Endocrinol Metab.  2015 Mar;30(1):19-26. 10.3803/EnM.2015.30.1.19.

Update on Denosumab Treatment in Postmenopausal Women with Osteoporosis

Affiliations
  • 1Division of Endocrinology and Metabolism, Department of Medicine, Samsung Medical Center, Sungkyunkwan University School of Medicine, Seoul, Korea. ykmin@skku.edu

Abstract

Denosumab, a fully human recombinant monoclonal antibody to the receptor activator of nuclear factor-kappaB ligand (RANKL), blocks binding of RANKL to the RANK receptor, found on the surface of osteoclasts and osteoclast precursors, resulting in decreased bone resorption.
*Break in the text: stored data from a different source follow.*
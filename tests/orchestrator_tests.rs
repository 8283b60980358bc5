//! Job orchestration end to end: admission, execution against the fake
//! marketplace, retries and job bookkeeping.

use anyhow::Result;
use chrono::{Duration, Utc};
use sea_orm::{ActiveModelTrait, ColumnTrait, DatabaseConnection, EntityTrait, QueryFilter, Set};
use uuid::Uuid;

use marketplace_sync::models::external_mapping::{self, ENTITY_ORDER, ENTITY_PRODUCT};
use marketplace_sync::models::marketplace_connection::{ConnectionStatus, MarketplaceType};
use marketplace_sync::models::sync_job::{self, JobStatus, JobType, SyncDomain};
use marketplace_sync::models::{ExternalMapping, MarketplaceConnection, SyncJob};
use marketplace_sync::orchestrator::{CreateJobRequest, OrchestratorError};

#[path = "test_utils/mod.rs"]
mod test_utils;
use test_utils::{
    FakeMarketplace, build_services, build_services_with, create_test_tenant, insert_connection,
    insert_connection_with_status, order, product, setup_test_db, test_config,
};

async fn mappings(
    db: &DatabaseConnection,
    connection_id: Uuid,
    entity_type: &str,
) -> Result<Vec<external_mapping::Model>> {
    Ok(ExternalMapping::find()
        .filter(external_mapping::Column::ConnectionId.eq(connection_id))
        .filter(external_mapping::Column::EntityType.eq(entity_type))
        .all(db)
        .await?)
}

/// Inserts a job row in `running` state with no local execution behind it.
async fn insert_running_job(
    db: &DatabaseConnection,
    tenant_id: Uuid,
    connection_id: Uuid,
) -> Result<sync_job::Model> {
    let now = Utc::now().fixed_offset();
    Ok(sync_job::ActiveModel {
        id: Set(Uuid::new_v4()),
        tenant_id: Set(tenant_id),
        connection_id: Set(connection_id),
        job_type: Set(JobType::FullImport.as_str().to_string()),
        domain: Set(SyncDomain::Full.as_str().to_string()),
        status: Set(JobStatus::Running.as_str().to_string()),
        triggered_by: Set("manual".to_string()),
        created_by: Set(None),
        total_items: Set(0),
        processed_items: Set(0),
        succeeded_items: Set(0),
        failed_items: Set(0),
        skipped_items: Set(0),
        progress_percentage: Set(0.0),
        cursor: Set(None),
        idempotency_key: Set(format!("stale-{}", Uuid::new_v4())),
        priority: Set(0),
        retry_count: Set(0),
        max_retries: Set(3),
        parent_job_id: Set(None),
        target_entity_id: Set(None),
        error_message: Set(None),
        started_at: Set(Some(now)),
        completed_at: Set(None),
        created_at: Set(now),
        updated_at: Set(now),
    }
    .insert(db)
    .await?)
}

#[tokio::test]
async fn full_import_maps_entities_and_books_inventory() -> Result<()> {
    let db = setup_test_db().await?;
    let tenant = create_test_tenant(&db).await?;
    let connection = insert_connection(&db, tenant, MarketplaceType::Shopify, "acme.myshopify.com").await?;

    let fake = FakeMarketplace::new();
    let updated = Utc::now() - Duration::hours(1);
    fake.set_products(vec![
        product("p-1", "SKU-1", 4, updated),
        product("p-2", "SKU-2", 6, updated),
    ]);
    fake.set_orders(vec![order("o-1", "SKU-1", 2)]);
    fake.set_inventory("SKU-1", 4);
    fake.set_inventory("SKU-2", 6);

    let services = build_services(db.clone(), &fake);
    let orchestrator = services.state.orchestrator.clone();

    let created = orchestrator
        .create_job(CreateJobRequest::new(
            tenant,
            connection.id,
            JobType::FullImport,
            SyncDomain::Full,
        ))
        .await?;
    assert!(created.created);
    assert_eq!(created.job.status, "running");
    orchestrator.wait_for(created.job.id).await;

    let job = orchestrator.get_job(tenant, created.job.id).await?;
    assert_eq!(job.status, "completed", "error: {:?}", job.error_message);
    assert_eq!(job.processed_items, 5);
    assert_eq!(job.succeeded_items, 5);
    assert_eq!(job.failed_items, 0);
    assert!(job.completed_at.is_some());

    let products = mappings(&db, connection.id, ENTITY_PRODUCT).await?;
    assert_eq!(products.len(), 2);
    assert_eq!(mappings(&db, connection.id, ENTITY_ORDER).await?.len(), 1);

    let sku_1 = products
        .iter()
        .find(|m| m.external_sku.as_deref() == Some("SKU-1"))
        .expect("SKU-1 mapped");
    let offer_id = sku_1.internal_id.expect("mapping linked to a record");
    let rows = services.state.ledger.find_by_offer(tenant, offer_id).await?;
    assert_eq!(rows.len(), 1);
    assert_eq!(rows[0].quantity_on_hand, 4);
    assert_eq!(rows[0].location_id, connection.inventory_location());

    let entries = services
        .state
        .ledger
        .list_ledger(tenant, rows[0].id, None, None)
        .await?;
    assert_eq!(entries.len(), 1);
    assert_eq!(entries[0].transaction_type, "SYNC");
    assert_eq!(entries[0].reference_id.as_deref(), Some(job.id.to_string().as_str()));

    let connection = MarketplaceConnection::find_by_id(connection.id)
        .one(&db)
        .await?
        .expect("connection exists");
    assert!(connection.last_sync_at.is_some());
    Ok(())
}

#[tokio::test]
async fn product_pages_are_followed_to_the_end() -> Result<()> {
    let db = setup_test_db().await?;
    let tenant = create_test_tenant(&db).await?;
    let connection = insert_connection(&db, tenant, MarketplaceType::Dukaan, "store-7").await?;

    let fake = FakeMarketplace::new();
    let updated = Utc::now();
    fake.set_products(
        (1..=5)
            .map(|i| product(&format!("p-{i}"), &format!("SKU-{i}"), i, updated))
            .collect(),
    );
    fake.set_page_size(2);

    let services = build_services(db.clone(), &fake);
    let orchestrator = services.state.orchestrator.clone();
    let created = orchestrator
        .create_job(CreateJobRequest::new(
            tenant,
            connection.id,
            JobType::FullImport,
            SyncDomain::Products,
        ))
        .await?;
    orchestrator.wait_for(created.job.id).await;

    let job = orchestrator.get_job(tenant, created.job.id).await?;
    assert_eq!(job.status, "completed");
    assert_eq!(job.processed_items, 5);
    assert_eq!(job.progress_percentage, 100.0);
    assert_eq!(fake.product_calls(), 3);
    assert_eq!(mappings(&db, connection.id, ENTITY_PRODUCT).await?.len(), 5);
    Ok(())
}

#[tokio::test]
async fn transient_marketplace_errors_are_retried() -> Result<()> {
    let db = setup_test_db().await?;
    let tenant = create_test_tenant(&db).await?;
    let connection = insert_connection(&db, tenant, MarketplaceType::Amazon, "A1B2C3").await?;

    let fake = FakeMarketplace::new();
    fake.set_products(vec![product("p-1", "SKU-1", 1, Utc::now())]);
    fake.fail_product_calls(&[503, 429]);

    let services = build_services(db.clone(), &fake);
    let orchestrator = services.state.orchestrator.clone();
    let created = orchestrator
        .create_job(CreateJobRequest::new(
            tenant,
            connection.id,
            JobType::FullImport,
            SyncDomain::Products,
        ))
        .await?;
    orchestrator.wait_for(created.job.id).await;

    let job = orchestrator.get_job(tenant, created.job.id).await?;
    assert_eq!(job.status, "completed");
    assert_eq!(fake.product_calls(), 3);
    Ok(())
}

#[tokio::test]
async fn failed_job_can_be_retried_as_repair() -> Result<()> {
    let db = setup_test_db().await?;
    let tenant = create_test_tenant(&db).await?;
    let connection = insert_connection(&db, tenant, MarketplaceType::Shopify, "acme.myshopify.com").await?;

    let fake = FakeMarketplace::new();
    fake.set_products(vec![product("p-1", "SKU-1", 1, Utc::now())]);
    fake.fail_product_calls(&[400]);

    let services = build_services(db.clone(), &fake);
    let orchestrator = services.state.orchestrator.clone();
    let created = orchestrator
        .create_job(CreateJobRequest::new(
            tenant,
            connection.id,
            JobType::FullImport,
            SyncDomain::Products,
        ))
        .await?;
    orchestrator.wait_for(created.job.id).await;

    let failed = orchestrator.get_job(tenant, created.job.id).await?;
    assert_eq!(failed.status, "failed");
    assert!(failed.error_message.is_some());
    assert_eq!(fake.product_calls(), 1, "client errors are not retried");

    let repair = orchestrator.retry_job(tenant, failed.id).await?;
    assert!(repair.created);
    assert_eq!(repair.job.job_type, "repair");
    assert_eq!(repair.job.parent_job_id, Some(failed.id));
    assert_eq!(repair.job.retry_count, 1);
    orchestrator.wait_for(repair.job.id).await;

    let repaired = orchestrator.get_job(tenant, repair.job.id).await?;
    assert_eq!(repaired.status, "completed");
    assert_eq!(mappings(&db, connection.id, ENTITY_PRODUCT).await?.len(), 1);

    let again = orchestrator.retry_job(tenant, repaired.id).await.unwrap_err();
    assert!(matches!(again, OrchestratorError::InvalidState { .. }));

    let stats = orchestrator.get_stats(tenant).await?;
    assert_eq!(stats.jobs.total, 2);
    assert_eq!(stats.jobs.failed, 1);
    assert_eq!(stats.jobs.completed, 1);
    assert_eq!(stats.active_executions, 0);
    Ok(())
}

#[tokio::test]
async fn idempotency_key_returns_existing_job() -> Result<()> {
    let db = setup_test_db().await?;
    let tenant = create_test_tenant(&db).await?;
    let other_tenant = create_test_tenant(&db).await?;
    let connection = insert_connection(&db, tenant, MarketplaceType::Shopify, "acme.myshopify.com").await?;

    let fake = FakeMarketplace::new();
    let services = build_services(db.clone(), &fake);
    let orchestrator = services.state.orchestrator.clone();

    let mut request =
        CreateJobRequest::new(tenant, connection.id, JobType::FullImport, SyncDomain::Products);
    request.idempotency_key = Some("import-1".to_string());

    let first = orchestrator.create_job(request.clone()).await?;
    orchestrator.wait_for(first.job.id).await;
    let second = orchestrator.create_job(request.clone()).await?;
    assert!(first.created);
    assert!(!second.created);
    assert_eq!(first.job.id, second.job.id);

    request.tenant_id = other_tenant;
    let conflict = orchestrator.create_job(request).await.unwrap_err();
    assert!(matches!(conflict, OrchestratorError::IdempotencyConflict(_)));
    Ok(())
}

#[tokio::test]
async fn invalid_requests_are_rejected_before_admission() -> Result<()> {
    let db = setup_test_db().await?;
    let tenant = create_test_tenant(&db).await?;
    let connection = insert_connection(&db, tenant, MarketplaceType::Shopify, "acme.myshopify.com").await?;
    let disconnected = insert_connection_with_status(
        &db,
        tenant,
        MarketplaceType::Dukaan,
        "store-2",
        ConnectionStatus::Disconnected,
    )
    .await?;

    let fake = FakeMarketplace::new();
    let services = build_services(db.clone(), &fake);
    let orchestrator = services.state.orchestrator.clone();

    let reconcile = orchestrator
        .create_job(CreateJobRequest::new(
            tenant,
            connection.id,
            JobType::Reconcile,
            SyncDomain::Inventory,
        ))
        .await
        .unwrap_err();
    assert!(matches!(reconcile, OrchestratorError::Validation(_)));

    let fetch = orchestrator
        .create_job(CreateJobRequest::new(
            tenant,
            connection.id,
            JobType::FetchEntity,
            SyncDomain::Products,
        ))
        .await
        .unwrap_err();
    assert!(matches!(fetch, OrchestratorError::Validation(_)));

    let mut blank = CreateJobRequest::new(tenant, connection.id, JobType::FullImport, SyncDomain::Full);
    blank.idempotency_key = Some("  ".to_string());
    assert!(matches!(
        orchestrator.create_job(blank).await.unwrap_err(),
        OrchestratorError::Validation(_)
    ));

    let not_connected = orchestrator
        .create_job(CreateJobRequest::new(
            tenant,
            disconnected.id,
            JobType::FullImport,
            SyncDomain::Full,
        ))
        .await
        .unwrap_err();
    assert!(matches!(not_connected, OrchestratorError::ConnectionNotConnected(id) if id == disconnected.id));

    let missing = Uuid::new_v4();
    let not_found = orchestrator
        .create_job(CreateJobRequest::new(tenant, missing, JobType::FullImport, SyncDomain::Full))
        .await
        .unwrap_err();
    assert!(matches!(not_found, OrchestratorError::ConnectionNotFound(id) if id == missing));
    Ok(())
}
Subcutaneous denosumab administration once every 6 months increases bone mineral density at the lumbar spine, total hip, and/or femoral neck, and reduces markers of bone turnover significantly in postmenopausal women with osteoporosis. Relative to placebo, denosumab treatment reduces the risk of vertebral, nonvertebral, and hip fractures significantly. The benefits of denosumab treatment are generally obvious after the first dose and were continued for up to 8 years of treatment in an extension study. The tolerability profile of denosumab during this extension phase was consistent with that observed during the initial 3-year FREEDOM trial. Postmarketing safety surveillance has not shown any unexpected findings. Ongoing safety surveillance will more fully define the long-term safety of denosumab. The benefits of denosumab would seem to be greater than its risks. Denosumab is an important choice in the treatment of postmenopausal women with osteoporosis at increased risk of fractures, including older patients who have difficulty with oral bisphosphonate intake and patients who are intolerant of, or unresponsive to, other therapies.

Keyword

Denosumab; Osteoporosis; Fracture

MeSH Terms

Bone Density
Bone Resorption
Female
Femur Neck
Freedom
Hip
Hip Fractures
Humans
Osteoclasts
Osteoporosis*
RANK Ligand
Spine
Denosumab
RANK Ligand

Cited by  1 articles

Potential Biomarkers to Improve the Prediction of Osteoporotic Fractures
Beom-Jun Kim, Seung Hun Lee, Jung-Min Koh
Endocrinol Metab. 2020;35(1):55-63.    doi: 10.3803/EnM.2020.35.1.55.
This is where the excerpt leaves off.